The Functional Characterization of Inhibition of DNA Binding 4 in Human Lung Adenocarcinoma Cells

• Main Authors: Hsu, Yuan-Ling, 許元玲
• Other Authors: Wang, Chi-Chung
• Format: Others
• Language: zh-TW
• Published: 2012
• Online Access: http://ndltd.ncl.edu.tw/handle/39936405939666640807

碩士 === 輔仁大學 === 基礎醫學研究所碩士班 === 100 === Inhibition of DNA binding 4 (Id4) is a family member of DNA binding proteins (Ids), and it is also a dominant negative regulator of helix-loop-helix transcription factor. Previous studies have demonstrated that Id proteins would compose heterodimer with E protein to block DNA transcription and inhibit cell differentiation. It was known that Id4 has low expression in many kinds of cancers in association with promoter hypermethylation, and then was predicted to be a potential tumor suppressor.
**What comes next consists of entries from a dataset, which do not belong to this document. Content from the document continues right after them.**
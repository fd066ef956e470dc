//! Ticket statistics per week, month and quarter, live or as saved snapshots.

pub mod period;
pub mod stats;
pub mod storage;

use axum::{
    extract::{Path, Query, State},
    http::StatusCode,
    routing::{get, post},
    Json, Router,
};
use log::info;
use serde::Deserialize;
use std::sync::Arc;

use crate::core::error::ApiError;
use crate::core::shared::state::AppState;
use crate::core::shared::utils::run_blocking;
use crate::core::urls::ApiUrls;
use crate::security::auth::{AdminUser, AuthenticatedUser};

use period::{PeriodKey, PeriodKind};
use stats::TicketStats;
use storage::SavedReport;

#[derive(Debug, Deserialize)]
pub struct StatsQuery {
    pub period: Option<String>,
}

#[derive(Debug, Deserialize)]
pub struct GenerateRequest {
    pub period: String,
}

fn parse_period(raw: &str) -> Result<PeriodKey, ApiError> {
    raw.parse().map_err(ApiError::BadRequest)
}

/// Statistics for `key` with the previous period attached.
pub fn stats_for(conn: &mut diesel::PgConnection, key: &PeriodKey) -> Result<TicketStats, ApiError> {
    let (_, end) = key.range();
    let previous_key = key.previous();
    let (previous_start, _) = previous_key.range();

    // One query covers both periods; compute_stats filters by creation time.
    let tickets = storage::tickets_created_between(conn, previous_start, end)?;
    let current = stats::compute_stats(key, &tickets);
    let previous = stats::compute_stats(&previous_key, &tickets);
    Ok(stats::compare(current, &previous))
}

pub async fn get_stats(
    State(state): State<Arc<AppState>>,
    _user: AuthenticatedUser,
    Query(query): Query<StatsQuery>,
) -> Result<Json<TicketStats>, ApiError> {
    let key = match query.period.as_deref().map(str::trim).filter(|p| !p.is_empty()) {
        Some(raw) => parse_period(raw)?,
        None => PeriodKey::current(PeriodKind::Week),
    };
    let stats = run_blocking(&state.conn, move |conn| stats_for(conn, &key)).await?;
    Ok(Json(stats))
}

pub async fn generate_report(
    State(state): State<Arc<AppState>>,
    user: AuthenticatedUser,
    Json(req): Json<GenerateRequest>,
) -> Result<(StatusCode, Json<SavedReport>), ApiError> {
    let key = parse_period(&req.period)?;
    let user_id = user.user_id;
    let saved = run_blocking(&state.conn, move |conn| {
        let stats = stats_for(conn, &key)?;
        let payload =
            serde_json::to_value(&stats).map_err(|e| ApiError::Internal(e.to_string()))?;
        Ok(storage::save_snapshot(conn, &key, &payload, user_id)?)
    })
    .await?;
    info!("Report {} generated by {user_id}", saved.period);
    Ok((StatusCode::CREATED, Json(saved)))
}

async fn list_kind(state: &AppState, kind: PeriodKind) -> Result<Json<Vec<SavedReport>>, ApiError> {
    let reports =
        run_blocking(&state.conn, move |conn| Ok(storage::list_snapshots(conn, kind)?)).await?;
    Ok(Json(reports))
}

pub async fn list_weekly(
    State(state): State<Arc<AppState>>,
    _user: AuthenticatedUser,
) -> Result<Json<Vec<SavedReport>>, ApiError> {
    list_kind(&state, PeriodKind::Week).await
}

pub async fn list_monthly(
    State(state): State<Arc<AppState>>,
    _user: AuthenticatedUser,
) -> Result<Json<Vec<SavedReport>>, ApiError> {
    list_kind(&state, PeriodKind::Month).await
}

pub async fn list_quarterly(
    State(state): State<Arc<AppState>>,
    _user: AuthenticatedUser,
) -> Result<Json<Vec<SavedReport>>, ApiError> {
    list_kind(&state, PeriodKind::Quarter).await
}

pub async fn get_saved(
    State(state): State<Arc<AppState>>,
    _user: AuthenticatedUser,
    Path(period): Path<String>,
) -> Result<Json<SavedReport>, ApiError> {
    let key = parse_period(&period)?;
    let saved = run_blocking(&state.conn, move |conn| {
        storage::find_snapshot(conn, &key)?.ok_or_else(|| ApiError::not_found("Report"))
    })
    .await?;
    Ok(Json(saved))
}

pub async fn delete_saved(
    State(state): State<Arc<AppState>>,
    admin: AdminUser,
    Path(period): Path<String>,
) -> Result<StatusCode, ApiError> {
    let key = parse_period(&period)?;
    let deleted =
        run_blocking(&state.conn, move |conn| Ok(storage::delete_snapshot(conn, &key)?)).await?;
    if deleted == 0 {
        return Err(ApiError::not_found("Report"));
    }
    info!("Report {key} deleted by {}", admin.user_id);
    Ok(StatusCode::NO_CONTENT)
}

pub fn configure_reports_routes() -> Router<Arc<AppState>> {
    Router::new()
        .route(ApiUrls::REPORT_STATS, get(get_stats))
        .route(ApiUrls::REPORT_GENERATE, post(generate_report))
        .route(ApiUrls::REPORTS_WEEKLY, get(list_weekly))
        .route(ApiUrls::REPORTS_MONTHLY, get(list_monthly))
        .route(ApiUrls::REPORTS_QUARTERLY, get(list_quarterly))
        .route(ApiUrls::REPORT_SAVED, get(get_saved).delete(delete_saved))
}
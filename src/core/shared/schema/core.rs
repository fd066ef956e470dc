diesel::table! {
    users (id) {
        id -> Uuid,
        name -> Varchar,
        email -> Varchar,
        password_hash -> Nullable<Text>,
        role -> SmallInt,
        oauth_provider -> Nullable<Varchar>,
        oauth_id -> Nullable<Varchar>,
        avatar_url -> Nullable<Text>,
        created_at -> Timestamptz,
        updated_at -> Timestamptz,
    }
}
#[derive(Debug)]
pub struct ApiUrls;

impl ApiUrls {
    pub const HEALTH: &'static str = "/api/health";

    // Auth
    pub const AUTH_REGISTER: &'static str = "/api/auth/register";
    pub const AUTH_LOGIN: &'static str = "/api/auth/login";
    pub const AUTH_REFRESH: &'static str = "/api/auth/refresh";
    pub const AUTH_LOGOUT: &'static str = "/api/auth/logout";
    pub const AUTH_ME: &'static str = "/api/auth/me";
    pub const AUTH_PASSWORD: &'static str = "/api/auth/password";
    pub const AUTH_OAUTH: &'static str = "/api/auth/oauth/:provider";
    pub const AUTH_OAUTH_CALLBACK: &'static str = "/api/auth/oauth/:provider/callback";

    // Users
    pub const USERS: &'static str = "/api/users";
    pub const USER_BY_ID: &'static str = "/api/users/:id";
    pub const USER_ROLE: &'static str = "/api/users/:id/role";

    // Tickets
    pub const TICKETS: &'static str = "/api/tickets";
    pub const TICKET_BY_ID: &'static str = "/api/tickets/:id";
    pub const TICKET_KANBAN: &'static str = "/api/tickets/kanban";
    pub const TICKET_REORDER: &'static str = "/api/tickets/reorder";
    pub const TICKET_IMPORT: &'static str = "/api/tickets/import";
    pub const TICKET_STAGE: &'static str = "/api/tickets/:id/stage";
    pub const TICKET_COMMENTS: &'static str = "/api/tickets/:id/comments";
    pub const TICKET_COMMENT_BY_ID: &'static str = "/api/tickets/:id/comments/:comment_id";
    pub const TICKET_FOLLOW: &'static str = "/api/tickets/:id/follow";
    pub const TICKET_FOLLOWERS: &'static str = "/api/tickets/:id/followers";
    pub const TICKET_ACTIVITIES: &'static str = "/api/tickets/:id/activities";

    // Documents
    pub const DOCUMENTS: &'static str = "/api/documents";
    pub const DOCUMENT_BY_ID: &'static str = "/api/documents/:id";
    pub const DOCUMENT_DOWNLOAD: &'static str = "/api/documents/:id/download";

    // Reminders
    pub const REMINDERS: &'static str = "/api/reminders";
    pub const REMINDERS_DUE: &'static str = "/api/reminders/due";
    pub const REMINDER_BY_ID: &'static str = "/api/reminders/:id";
    pub const REMINDER_DONE: &'static str = "/api/reminders/:id/done";

    // Manuals
    pub const MANUALS: &'static str = "/api/manuals";
    pub const MANUAL_BY_ID: &'static str = "/api/manuals/:id";

    // Workflows
    pub const WORKFLOWS: &'static str = "/api/workflows";
    pub const WORKFLOW_BY_ID: &'static str = "/api/workflows/:id";

    // Reports
    pub const REPORT_STATS: &'static str = "/api/reports/stats";
    pub const REPORT_GENERATE: &'static str = "/api/reports/generate";
    pub const REPORTS_WEEKLY: &'static str = "/api/reports/weekly";
    pub const REPORTS_MONTHLY: &'static str = "/api/reports/monthly";
    pub const REPORTS_QUARTERLY: &'static str = "/api/reports/quarterly";
    pub const REPORT_SAVED: &'static str = "/api/reports/saved/:period";

    // Chat
    pub const CHAT: &'static str = "/api/chat";
}
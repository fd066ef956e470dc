//! HTTP server initialization and routing

use axum::extract::DefaultBodyLimit;
use axum::{routing::get, Router};
use log::{error, info, warn};
use std::net::SocketAddr;
use std::sync::Arc;
use tower_http::limit::RequestBodyLimitLayer;
use tower_http::services::{ServeDir, ServeFile};
use tower_http::trace::TraceLayer;

use crate::core::shared::state::AppState;
use crate::core::urls::ApiUrls;
use crate::security::cors::create_cors_layer;

use super::{health_check, health_check_simple, shutdown_signal};

/// Room for multipart framing on top of the largest accepted file.
const BODY_LIMIT_MARGIN: usize = 1024 * 1024;

pub fn api_router() -> Router<Arc<AppState>> {
    Router::new()
        .route("/health", get(health_check_simple))
        .route(ApiUrls::HEALTH, get(health_check))
        .merge(crate::auth::configure_auth_routes())
        .merge(crate::users::configure_users_routes())
        .merge(crate::tickets::configure_tickets_routes())
        .merge(crate::documents::configure_documents_routes())
        .merge(crate::reminders::configure_reminders_routes())
        .merge(crate::manuals::configure_manuals_routes())
        .merge(crate::workflows::configure_workflows_routes())
        .merge(crate::reports::configure_reports_routes())
        .merge(crate::chat::configure_chat_routes())
}

pub fn build_router(app_state: Arc<AppState>) -> Router {
    let body_limit = app_state
        .config
        .uploads
        .max_bytes
        .saturating_add(BODY_LIMIT_MARGIN);
    let cors = create_cors_layer(&app_state.config.cors_origins);

    let mut app = api_router().with_state(app_state.clone());

    match &app_state.config.server.static_dir {
        Some(dir) if dir.is_dir() => {
            info!("Serving frontend from {}", dir.display());
            let spa = ServeDir::new(dir).fallback(ServeFile::new(dir.join("index.html")));
            app = app.fallback_service(spa);
        }
        Some(dir) => warn!("STATIC_DIR {} is not a directory, frontend disabled", dir.display()),
        None => {}
    }

    app.layer(DefaultBodyLimit::disable())
        .layer(RequestBodyLimitLayer::new(body_limit))
        .layer(cors)
        .layer(TraceLayer::new_for_http())
}

pub async fn run_server(app_state: Arc<AppState>) -> std::io::Result<()> {
    let bind = app_state.config.bind_address();
    let addr: SocketAddr = bind.parse().map_err(|e| {
        error!("Invalid bind address {bind}: {e}");
        std::io::Error::new(std::io::ErrorKind::InvalidInput, e)
    })?;
    let app = build_router(app_state);

    let listener = match tokio::net::TcpListener::bind(addr).await {
        Ok(l) => l,
        Err(e) => {
            error!("Failed to bind to {addr}: {e} - is another instance running?");
            return Err(e);
        }
    };
    info!("HTTP server listening on {addr}");
    axum::serve(listener, app.into_make_service())
        .with_graceful_shutdown(shutdown_signal())
        .await
        .map_err(std::io::Error::other)
}
pub mod antivirus;
pub mod auth;
pub mod cors;
pub mod jwt;
pub mod password;

pub use antivirus::{ScanVerdict, ScannerConfig, ThreatKind, UploadScanner};
pub use auth::{AdminUser, AuthenticatedUser};
pub use cors::{create_cors_layer, CorsConfig};
pub use jwt::{extract_bearer_token, Claims, JwtConfig, JwtManager, TokenPair};
pub use password::{PasswordIssue, PasswordService};
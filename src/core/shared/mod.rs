pub mod enums;
pub mod schema;
pub mod state;
pub mod utils;

pub use enums::*;
pub use schema::*;
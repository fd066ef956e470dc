//! Storage and route checks against a real Postgres.
//!
//! Set `TEST_DATABASE_URL` to a throwaway database to run them; without it every
//! test returns early. The tests share one pool and take a lock, because
//! reordering reads whole Kanban columns.

use axum::body::Body;
use axum::http::{header, Request, StatusCode};
use diesel::prelude::*;
use http_body_util::BodyExt;
use once_cell::sync::OnceCell;
use std::collections::HashMap;
use std::sync::Arc;
use tokio::sync::{Mutex, MutexGuard};
use tower::ServiceExt;
use uuid::Uuid;

use ticketdesk::core::config::AppConfig;
use ticketdesk::core::error::ApiError;
use ticketdesk::core::shared::enums::{TicketStage, UserRole};
use ticketdesk::core::shared::schema::{documents, tickets};
use ticketdesk::core::shared::state::AppState;
use ticketdesk::core::shared::utils::{create_pool, run_migrations, DbPool};
use ticketdesk::documents::Document;
use ticketdesk::main_module::build_router;
use ticketdesk::reports::period::{PeriodKey, PeriodKind};
use ticketdesk::reports::storage as report_storage;
use ticketdesk::security::jwt::TokenSubject;
use ticketdesk::security::password::{Argon2Config, PasswordPolicy, PasswordService};
use ticketdesk::tickets::storage as ticket_storage;
use ticketdesk::tickets::types::TicketDraft;
use ticketdesk::users::storage::{self as user_storage, User};

static POOL: OnceCell<DbPool> = OnceCell::new();
static LOCK: Mutex<()> = Mutex::const_new(());

fn database_url() -> Option<String> {
    std::env::var("TEST_DATABASE_URL").ok().filter(|url| !url.is_empty())
}

/// Pool plus the lock guard, or `None` when no test database is configured.
async fn database() -> Option<(DbPool, MutexGuard<'static, ()>)> {
    let url = database_url()?;
    let guard = LOCK.lock().await;
    let pool = POOL
        .get_or_init(|| {
            let pool = create_pool(&url, 4).unwrap();
            run_migrations(&pool).unwrap();
            pool
        })
        .clone();
    Some((pool, guard))
}

fn tag() -> String {
    Uuid::new_v4().simple().to_string()[..10].to_string()
}

fn new_user(conn: &mut PgConnection, name: &str, role: UserRole) -> User {
    let email = format!("{name}.{}@example.com", tag());
    user_storage::insert_user(conn, &User::new(name.into(), email, role)).unwrap()
}

fn draft(title: &str, stage: TicketStage) -> TicketDraft {
    TicketDraft {
        title: format!("{title} {}", tag()),
        stage,
        ..Default::default()
    }
}

fn clear_stage(conn: &mut PgConnection, stage: TicketStage) {
    diesel::delete(tickets::table.filter(tickets::stage.eq(stage)))
        .execute(conn)
        .unwrap();
}

#[tokio::test]
async fn test_move_to_stage_appends_and_logs() {
    let Some((pool, _guard)) = database().await else { return };
    let conn = &mut pool.get().unwrap();
    let agent = new_user(conn, "mover", UserRole::User);

    let existing = ticket_storage::create_ticket(conn, draft("Already there", TicketStage::Homolog), agent.id).unwrap();
    let ticket = ticket_storage::create_ticket(conn, draft("Login fails", TicketStage::Backlog), agent.id).unwrap();

    let moved = ticket_storage::move_to_stage(conn, ticket.id, TicketStage::Homolog, agent.id).unwrap();
    assert_eq!(moved.stage, TicketStage::Homolog);
    assert!(moved.position > existing.position);

    let again = ticket_storage::move_to_stage(conn, ticket.id, TicketStage::Homolog, agent.id).unwrap();
    assert_eq!(again.position, moved.position);

    let activities = ticket_storage::list_activities(conn, ticket.id).unwrap();
    let stage_changes: Vec<_> = activities.iter().filter(|a| a.action == "stage_changed").collect();
    assert_eq!(stage_changes.len(), 1);
    assert_eq!(stage_changes[0].details["to"], "homolog");
    assert_eq!(stage_changes[0].user_id, Some(agent.id));

    let missing = ticket_storage::move_to_stage(conn, Uuid::new_v4(), TicketStage::Dev, agent.id);
    assert!(matches!(missing, Err(ApiError::NotFound(_))));
}

#[tokio::test]
async fn test_reorder_stage_requires_whole_column() {
    let Some((pool, _guard)) = database().await else { return };
    let conn = &mut pool.get().unwrap();
    let agent = new_user(conn, "sorter", UserRole::User);
    clear_stage(conn, TicketStage::Dev);

    let ids: Vec<Uuid> = (0..3)
        .map(|i| {
            ticket_storage::create_ticket(conn, draft(&format!("Card {i}"), TicketStage::Dev), agent.id)
                .unwrap()
                .id
        })
        .collect();

    // Listing two of three cards would leave the third on a colliding position.
    let partial = ticket_storage::reorder_stage(conn, TicketStage::Dev, &[ids[2], ids[0]]);
    match partial {
        Err(ApiError::BadRequest(message)) => assert!(message.contains("all 3 tickets")),
        other => panic!("expected a bad request, got {other:?}"),
    }

    let outsider = ticket_storage::create_ticket(conn, draft("Elsewhere", TicketStage::Prod), agent.id).unwrap();
    let foreign = ticket_storage::reorder_stage(conn, TicketStage::Dev, &[ids[0], ids[1], outsider.id]);
    assert!(matches!(foreign, Err(ApiError::BadRequest(_))));

    let order = [ids[2], ids[0], ids[1]];
    let column = ticket_storage::reorder_stage(conn, TicketStage::Dev, &order).unwrap();
    let got: Vec<(Uuid, i32)> = column.iter().map(|t| (t.id, t.position)).collect();
    assert_eq!(got, vec![(ids[2], 0), (ids[0], 1), (ids[1], 2)]);
}

#[tokio::test]
async fn test_comment_follows_author_and_mentions() {
    let Some((pool, _guard)) = database().await else { return };
    let conn = &mut pool.get().unwrap();
    let creator = new_user(conn, "creator", UserRole::User);
    let author = new_user(conn, "author", UserRole::User);
    let mentioned = new_user(conn, "helper", UserRole::User);
    let handle = mentioned.email.split('@').next().unwrap().to_string();

    let ticket = ticket_storage::create_ticket(conn, draft("Printer offline", TicketStage::Backlog), creator.id).unwrap();
    let comment = ticket_storage::add_comment(
        conn,
        ticket.id,
        author.id,
        format!("@{handle} can you take a look?"),
        &[handle.clone(), "nobody-by-that-name".into()],
    )
    .unwrap();

    let followers: Vec<Uuid> = ticket_storage::list_followers(conn, ticket.id)
        .unwrap()
        .into_iter()
        .map(|u| u.id)
        .collect();
    assert_eq!(followers.len(), 3);
    for id in [creator.id, author.id, mentioned.id] {
        assert!(followers.contains(&id));
    }

    let activities = ticket_storage::list_activities(conn, ticket.id).unwrap();
    let commented = activities.iter().find(|a| a.action == "commented").unwrap();
    assert_eq!(commented.details["comment_id"], comment.id.to_string());
    assert_eq!(commented.details["mentioned"], serde_json::json!([mentioned.id]));

    // A second comment does not duplicate follows.
    ticket_storage::add_comment(conn, ticket.id, author.id, "ping".into(), &[handle]).unwrap();
    assert_eq!(ticket_storage::list_followers(conn, ticket.id).unwrap().len(), 3);
}

#[tokio::test]
async fn test_save_snapshot_replaces_same_period() {
    let Some((pool, _guard)) = database().await else { return };
    let conn = &mut pool.get().unwrap();
    let admin = new_user(conn, "reporter", UserRole::Admin);
    let key = PeriodKey::week(2031, 7).unwrap();

    let first = report_storage::save_snapshot(conn, &key, &serde_json::json!({"total": 1}), admin.id).unwrap();
    let second = report_storage::save_snapshot(conn, &key, &serde_json::json!({"total": 5}), admin.id).unwrap();
    assert_eq!(second.period, "2031-W07");
    assert_eq!(second.kind, PeriodKind::Week);
    assert_eq!(second.payload["total"], 5);
    assert_eq!(second.id, first.id);

    let same_period: Vec<_> = report_storage::list_snapshots(conn, PeriodKind::Week)
        .unwrap()
        .into_iter()
        .filter(|r| r.period == "2031-W07")
        .collect();
    assert_eq!(same_period.len(), 1);

    let found = report_storage::find_snapshot(conn, &key).unwrap().unwrap();
    assert_eq!(found.payload["total"], 5);
    assert_eq!(report_storage::delete_snapshot(conn, &key).unwrap(), 1);
}

#[tokio::test]
async fn test_deleting_user_keeps_their_tickets_and_files() {
    let Some((pool, _guard)) = database().await else { return };
    let conn = &mut pool.get().unwrap();
    let leaver = new_user(conn, "leaver", UserRole::User);
    let ticket = ticket_storage::create_ticket(conn, draft("Handover", TicketStage::Backlog), leaver.id).unwrap();

    let document = Document {
        id: Uuid::new_v4(),
        ticket_id: Some(ticket.id),
        uploaded_by: Some(leaver.id),
        original_name: "handover.pdf".into(),
        stored_name: format!("{}.pdf", Uuid::new_v4()),
        mime_type: "application/pdf".into(),
        size_bytes: 10,
        created_at: chrono::Utc::now(),
    };
    diesel::insert_into(documents::table).values(&document).execute(conn).unwrap();

    assert_eq!(user_storage::delete_user(conn, leaver.id).unwrap(), 1);

    let kept = ticket_storage::find_ticket(conn, ticket.id).unwrap();
    assert_eq!(kept.creator_id, None);
    let kept_document: Document = documents::table
        .find(document.id)
        .select(Document::as_select())
        .first(conn)
        .unwrap();
    assert_eq!(kept_document.uploaded_by, None);
    assert_eq!(kept_document.ticket_id, Some(ticket.id));
}

#[tokio::test]
async fn test_ticket_create_and_delete_over_http() {
    let Some((pool, _guard)) = database().await else { return };
    let admin = {
        let conn = &mut pool.get().unwrap();
        new_user(conn, "admin", UserRole::Admin)
    };

    let env: HashMap<String, String> = [
        ("DATABASE_URL", database_url().unwrap_or_default()),
        ("JWT_SECRET", "postgres-test-secret-0123456789abcdef".to_string()),
    ]
    .into_iter()
    .map(|(k, v)| (k.to_string(), v))
    .collect();
    let config = AppConfig::from_map(&env).unwrap();
    let passwords =
        PasswordService::new(Argon2Config::low_memory(), PasswordPolicy::default()).unwrap();
    let state = Arc::new(AppState::new(config, pool.clone(), passwords, None).unwrap());
    let token = state
        .jwt
        .generate_token_pair(&TokenSubject {
            user_id: admin.id,
            email: admin.email.clone(),
            name: admin.name.clone(),
            role: UserRole::Admin,
        })
        .unwrap()
        .access_token;
    let app = build_router(state);
    let bearer = format!("Bearer {token}");

    let response = app
        .clone()
        .oneshot(
            Request::post("/api/tickets")
                .header(header::AUTHORIZATION, &bearer)
                .header(header::CONTENT_TYPE, "application/json")
                .body(Body::from(
                    serde_json::json!({
                        "title": "  VPN drops every hour ",
                        "description": "Since Monday",
                        "priority": "high",
                        "type": "incident",
                        "stage": "dev"
                    })
                    .to_string(),
                ))
                .unwrap(),
        )
        .await
        .unwrap();
    assert_eq!(response.status(), StatusCode::CREATED);
    let bytes = response.into_body().collect().await.unwrap().to_bytes();
    let created: serde_json::Value = serde_json::from_slice(&bytes).unwrap();
    assert_eq!(created["title"], "VPN drops every hour");
    assert_eq!(created["description"], "Since Monday");
    assert_eq!(created["priority"], "high");
    assert_eq!(created["type"], "incident");
    assert_eq!(created["stage"], "dev");
    assert_eq!(created["status"], "open");
    assert_eq!(created["creator_id"], admin.id.to_string());
    let id = created["id"].as_str().unwrap().to_string();

    let response = app
        .clone()
        .oneshot(
            Request::delete(format!("/api/tickets/{id}"))
                .header(header::AUTHORIZATION, &bearer)
                .body(Body::empty())
                .unwrap(),
        )
        .await
        .unwrap();
    assert_eq!(response.status(), StatusCode::NO_CONTENT);

    let response = app
        .oneshot(
            Request::get(format!("/api/tickets/{id}"))
                .header(header::AUTHORIZATION, &bearer)
                .body(Body::empty())
                .unwrap(),
        )
        .await
        .unwrap();
    assert_eq!(response.status(), StatusCode::NOT_FOUND);
}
In preliminary cDNA microarray data, the expression of Id4 was negatively correlated with lung adenocarcinoma invasive ability. However, the functional roles of Id4 in lung adenocarcinoma are still unclear so far. In this study, we found that the invasion ability in different kinds of human non-small cell lung carcinoma cell lines may be inhibited by upregulation of Id4. To clarify the correlations between Id4 and metastasis, we used the low endogenous Id4-expressing CL1-5 cell line, and high endogenous Id4-inhibiting CL1-0 cell line as the experimental models. We firstly established the CL1-5-Id4 constitutively overexpressed cell clones and CL1-0 Id4 inhibited cells. The morphologies of CL1-5-Id4 cells were observed and found that they changed from mesenchymal phenotype to epithelial phenotype with the downregulation of N-cadherin and upregulation of E-cadherin. CL1-5-Id4 cells could downregulate E2A, Slug, and Twsit, which all are repressors of E-cadherin. Otherwise, the expression level of β-catenin, a transcription factor of epithelial to mesenchymal transition (EMT), was also decreased in CL1-5-Id4 cells. In addition, the migration activity and invasive ability of CL1-5-Id4 cells were decreased. The molecular mechanisms underlying the invasion inhibition were possibly through the downregulation of MMP-2 and MMP-9 protease activities. Furthermore, other cellular functions such as cell proliferation and colony formation capabilities were inhibited by Id4. In conclusion, our results suggest that Id4 may be an important suppressor of metastasis through the change of cell morphology, inhibition of cell migration and invasion. Several genes that correlate with metastasis are altered by upregulation of Id4, but the real role of Id4 in metastatic signal pathways is still unclear. To identify the molecular mechanisms of Id4 in lung cancer cell metastatic inhibition is important in the future studies.